▶ **Problem to solve**
Find the word "BlendState" in the data, then copy each line where it is found.

▶ **Supplied data**
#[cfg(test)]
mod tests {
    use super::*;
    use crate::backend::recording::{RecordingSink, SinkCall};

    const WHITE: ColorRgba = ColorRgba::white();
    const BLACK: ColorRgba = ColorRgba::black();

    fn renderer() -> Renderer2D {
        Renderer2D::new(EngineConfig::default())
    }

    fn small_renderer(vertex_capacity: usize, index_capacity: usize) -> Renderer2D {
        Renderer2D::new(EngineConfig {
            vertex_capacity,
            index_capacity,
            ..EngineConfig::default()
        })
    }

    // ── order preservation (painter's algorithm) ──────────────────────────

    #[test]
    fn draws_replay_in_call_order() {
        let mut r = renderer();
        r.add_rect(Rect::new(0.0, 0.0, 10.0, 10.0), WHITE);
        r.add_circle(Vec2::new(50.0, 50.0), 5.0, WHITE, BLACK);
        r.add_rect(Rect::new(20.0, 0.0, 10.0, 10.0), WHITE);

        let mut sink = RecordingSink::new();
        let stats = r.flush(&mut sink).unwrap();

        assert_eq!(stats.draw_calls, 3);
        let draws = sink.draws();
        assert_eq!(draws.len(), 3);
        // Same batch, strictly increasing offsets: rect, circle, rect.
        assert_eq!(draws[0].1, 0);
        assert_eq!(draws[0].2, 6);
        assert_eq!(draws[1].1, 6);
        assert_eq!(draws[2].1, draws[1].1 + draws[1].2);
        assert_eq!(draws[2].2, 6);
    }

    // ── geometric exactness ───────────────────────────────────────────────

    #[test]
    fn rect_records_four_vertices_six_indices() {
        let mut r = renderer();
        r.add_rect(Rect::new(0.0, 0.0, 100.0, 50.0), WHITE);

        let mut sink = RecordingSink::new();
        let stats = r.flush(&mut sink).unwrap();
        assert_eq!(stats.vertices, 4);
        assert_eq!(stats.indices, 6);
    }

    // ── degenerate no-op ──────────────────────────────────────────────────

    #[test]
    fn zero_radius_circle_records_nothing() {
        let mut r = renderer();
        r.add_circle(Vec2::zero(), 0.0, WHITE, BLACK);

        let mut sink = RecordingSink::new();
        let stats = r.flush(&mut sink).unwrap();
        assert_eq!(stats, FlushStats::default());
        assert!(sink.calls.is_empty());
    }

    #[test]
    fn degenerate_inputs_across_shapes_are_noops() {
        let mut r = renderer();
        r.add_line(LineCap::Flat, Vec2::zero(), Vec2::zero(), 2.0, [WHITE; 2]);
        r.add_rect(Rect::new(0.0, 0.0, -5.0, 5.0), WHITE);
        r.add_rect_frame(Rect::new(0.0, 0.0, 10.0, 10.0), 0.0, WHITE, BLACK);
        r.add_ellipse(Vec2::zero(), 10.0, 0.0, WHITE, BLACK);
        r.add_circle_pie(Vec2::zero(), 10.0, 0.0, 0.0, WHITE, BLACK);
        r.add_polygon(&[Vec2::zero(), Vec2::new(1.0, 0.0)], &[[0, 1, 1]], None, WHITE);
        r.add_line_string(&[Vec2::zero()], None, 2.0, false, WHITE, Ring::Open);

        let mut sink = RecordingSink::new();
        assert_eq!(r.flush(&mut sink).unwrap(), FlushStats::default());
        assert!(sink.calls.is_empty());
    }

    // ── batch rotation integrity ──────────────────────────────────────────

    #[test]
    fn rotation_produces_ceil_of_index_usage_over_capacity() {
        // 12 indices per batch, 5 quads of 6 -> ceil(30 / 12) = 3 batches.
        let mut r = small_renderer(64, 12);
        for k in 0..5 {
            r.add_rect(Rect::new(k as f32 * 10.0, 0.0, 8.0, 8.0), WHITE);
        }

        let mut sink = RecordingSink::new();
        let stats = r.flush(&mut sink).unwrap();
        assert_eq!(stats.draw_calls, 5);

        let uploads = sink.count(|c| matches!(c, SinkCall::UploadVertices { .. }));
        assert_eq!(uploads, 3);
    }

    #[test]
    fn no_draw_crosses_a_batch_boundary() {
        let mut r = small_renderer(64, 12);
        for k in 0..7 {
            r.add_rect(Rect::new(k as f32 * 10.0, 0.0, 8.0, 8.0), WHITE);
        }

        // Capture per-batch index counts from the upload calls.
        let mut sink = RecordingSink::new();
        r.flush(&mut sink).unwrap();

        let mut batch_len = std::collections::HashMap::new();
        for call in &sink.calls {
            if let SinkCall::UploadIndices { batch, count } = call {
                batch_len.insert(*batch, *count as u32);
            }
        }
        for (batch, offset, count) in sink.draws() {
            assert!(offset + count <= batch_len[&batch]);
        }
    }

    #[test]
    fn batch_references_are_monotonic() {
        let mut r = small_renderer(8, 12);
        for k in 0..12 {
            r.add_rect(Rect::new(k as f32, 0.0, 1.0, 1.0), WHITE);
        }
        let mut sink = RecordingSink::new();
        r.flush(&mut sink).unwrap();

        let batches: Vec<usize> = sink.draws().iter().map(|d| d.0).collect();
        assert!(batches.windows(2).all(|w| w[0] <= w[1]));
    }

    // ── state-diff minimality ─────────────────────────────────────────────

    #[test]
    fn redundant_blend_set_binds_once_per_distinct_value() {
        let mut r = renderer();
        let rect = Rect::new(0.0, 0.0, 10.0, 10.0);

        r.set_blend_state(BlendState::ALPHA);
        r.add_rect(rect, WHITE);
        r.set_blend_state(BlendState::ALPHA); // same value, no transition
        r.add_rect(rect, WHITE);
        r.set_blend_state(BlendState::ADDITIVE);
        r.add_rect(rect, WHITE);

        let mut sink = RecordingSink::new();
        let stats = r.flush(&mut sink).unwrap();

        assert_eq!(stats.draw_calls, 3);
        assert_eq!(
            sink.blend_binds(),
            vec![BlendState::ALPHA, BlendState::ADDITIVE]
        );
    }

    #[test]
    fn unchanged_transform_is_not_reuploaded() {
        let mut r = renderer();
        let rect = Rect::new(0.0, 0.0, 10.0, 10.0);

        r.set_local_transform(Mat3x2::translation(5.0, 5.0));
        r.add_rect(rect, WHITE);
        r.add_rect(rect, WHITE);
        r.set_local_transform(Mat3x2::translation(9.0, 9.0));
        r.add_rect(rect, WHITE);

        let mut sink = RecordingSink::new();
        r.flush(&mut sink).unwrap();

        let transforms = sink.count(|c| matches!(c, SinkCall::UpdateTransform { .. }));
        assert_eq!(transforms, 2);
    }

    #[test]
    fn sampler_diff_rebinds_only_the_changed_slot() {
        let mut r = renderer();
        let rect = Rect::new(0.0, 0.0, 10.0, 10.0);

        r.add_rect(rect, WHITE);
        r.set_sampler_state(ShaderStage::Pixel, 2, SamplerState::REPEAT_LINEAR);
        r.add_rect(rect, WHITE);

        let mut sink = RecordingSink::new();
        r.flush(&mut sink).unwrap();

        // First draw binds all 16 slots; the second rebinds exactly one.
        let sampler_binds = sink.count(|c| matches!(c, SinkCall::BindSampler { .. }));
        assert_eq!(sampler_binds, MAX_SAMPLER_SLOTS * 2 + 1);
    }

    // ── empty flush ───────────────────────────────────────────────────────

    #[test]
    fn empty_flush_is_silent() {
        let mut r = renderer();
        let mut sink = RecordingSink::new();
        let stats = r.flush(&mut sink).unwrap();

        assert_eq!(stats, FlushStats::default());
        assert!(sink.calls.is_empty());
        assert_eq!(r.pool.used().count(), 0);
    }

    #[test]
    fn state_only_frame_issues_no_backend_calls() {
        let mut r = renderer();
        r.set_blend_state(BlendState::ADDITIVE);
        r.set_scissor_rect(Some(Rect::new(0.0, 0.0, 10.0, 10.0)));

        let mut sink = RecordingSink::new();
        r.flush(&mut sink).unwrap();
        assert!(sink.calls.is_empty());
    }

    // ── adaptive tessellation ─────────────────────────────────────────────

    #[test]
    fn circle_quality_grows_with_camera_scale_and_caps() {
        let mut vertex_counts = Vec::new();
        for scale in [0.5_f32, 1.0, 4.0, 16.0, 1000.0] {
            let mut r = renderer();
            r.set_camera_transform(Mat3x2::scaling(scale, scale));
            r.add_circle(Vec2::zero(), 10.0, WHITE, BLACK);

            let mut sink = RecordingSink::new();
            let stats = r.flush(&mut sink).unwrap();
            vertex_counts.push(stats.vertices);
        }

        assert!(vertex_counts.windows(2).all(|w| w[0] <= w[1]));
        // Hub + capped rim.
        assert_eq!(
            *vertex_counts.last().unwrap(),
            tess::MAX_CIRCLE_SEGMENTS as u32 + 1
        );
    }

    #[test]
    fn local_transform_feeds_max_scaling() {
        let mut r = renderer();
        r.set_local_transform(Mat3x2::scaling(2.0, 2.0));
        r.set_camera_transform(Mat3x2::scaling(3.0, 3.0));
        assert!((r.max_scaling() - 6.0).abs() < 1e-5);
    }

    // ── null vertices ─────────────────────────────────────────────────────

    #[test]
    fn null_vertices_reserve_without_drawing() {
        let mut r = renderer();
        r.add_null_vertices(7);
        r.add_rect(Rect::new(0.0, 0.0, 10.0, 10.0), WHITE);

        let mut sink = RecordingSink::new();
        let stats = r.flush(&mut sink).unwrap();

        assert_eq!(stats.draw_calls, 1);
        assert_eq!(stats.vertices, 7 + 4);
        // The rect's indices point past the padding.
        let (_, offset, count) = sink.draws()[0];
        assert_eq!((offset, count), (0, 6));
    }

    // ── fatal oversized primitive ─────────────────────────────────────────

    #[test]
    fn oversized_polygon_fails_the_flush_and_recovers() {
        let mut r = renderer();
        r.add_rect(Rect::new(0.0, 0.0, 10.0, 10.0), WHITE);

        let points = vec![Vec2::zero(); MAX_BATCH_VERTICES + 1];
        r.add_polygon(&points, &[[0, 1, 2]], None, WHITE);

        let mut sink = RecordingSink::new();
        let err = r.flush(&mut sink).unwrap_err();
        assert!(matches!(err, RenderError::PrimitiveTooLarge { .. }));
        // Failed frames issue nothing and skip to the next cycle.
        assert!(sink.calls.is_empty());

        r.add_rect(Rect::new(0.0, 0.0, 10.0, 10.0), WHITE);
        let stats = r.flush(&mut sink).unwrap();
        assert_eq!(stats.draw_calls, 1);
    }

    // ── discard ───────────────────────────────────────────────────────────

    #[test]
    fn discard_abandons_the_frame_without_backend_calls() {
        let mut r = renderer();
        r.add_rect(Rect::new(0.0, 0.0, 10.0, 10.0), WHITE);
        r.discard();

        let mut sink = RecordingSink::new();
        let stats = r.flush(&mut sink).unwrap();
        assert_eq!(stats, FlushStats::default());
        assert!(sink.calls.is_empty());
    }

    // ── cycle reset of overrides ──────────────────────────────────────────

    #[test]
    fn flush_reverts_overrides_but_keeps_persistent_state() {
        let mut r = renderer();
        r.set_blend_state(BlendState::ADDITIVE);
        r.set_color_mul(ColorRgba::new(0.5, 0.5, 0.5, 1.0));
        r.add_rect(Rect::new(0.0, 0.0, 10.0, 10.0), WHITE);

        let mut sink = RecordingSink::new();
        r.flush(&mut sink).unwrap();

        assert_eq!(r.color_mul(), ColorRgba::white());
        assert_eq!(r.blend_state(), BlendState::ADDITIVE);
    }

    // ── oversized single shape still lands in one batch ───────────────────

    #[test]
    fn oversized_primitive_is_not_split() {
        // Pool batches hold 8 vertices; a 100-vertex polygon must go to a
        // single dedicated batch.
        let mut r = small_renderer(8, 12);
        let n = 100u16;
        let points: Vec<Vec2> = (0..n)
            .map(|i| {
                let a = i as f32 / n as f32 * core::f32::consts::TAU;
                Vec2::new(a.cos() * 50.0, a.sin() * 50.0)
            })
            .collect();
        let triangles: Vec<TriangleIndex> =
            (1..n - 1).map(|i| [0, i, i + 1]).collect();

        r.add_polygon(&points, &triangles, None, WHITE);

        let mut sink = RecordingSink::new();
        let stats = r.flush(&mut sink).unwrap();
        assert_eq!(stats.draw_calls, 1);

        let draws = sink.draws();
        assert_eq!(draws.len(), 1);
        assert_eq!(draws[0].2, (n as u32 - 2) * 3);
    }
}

▶ **Written response**
        r.set_blend_state(BlendState::ALPHA);
        r.set_blend_state(BlendState::ALPHA); // same value, no transition
        r.set_blend_state(BlendState::ADDITIVE);
            vec![BlendState::ALPHA, BlendState::ADDITIVE]
        r.set_blend_state(BlendState::ADDITIVE);
        r.set_blend_state(BlendState::ADDITIVE);
        assert_eq!(r.blend_state(), BlendState::ADDITIVE);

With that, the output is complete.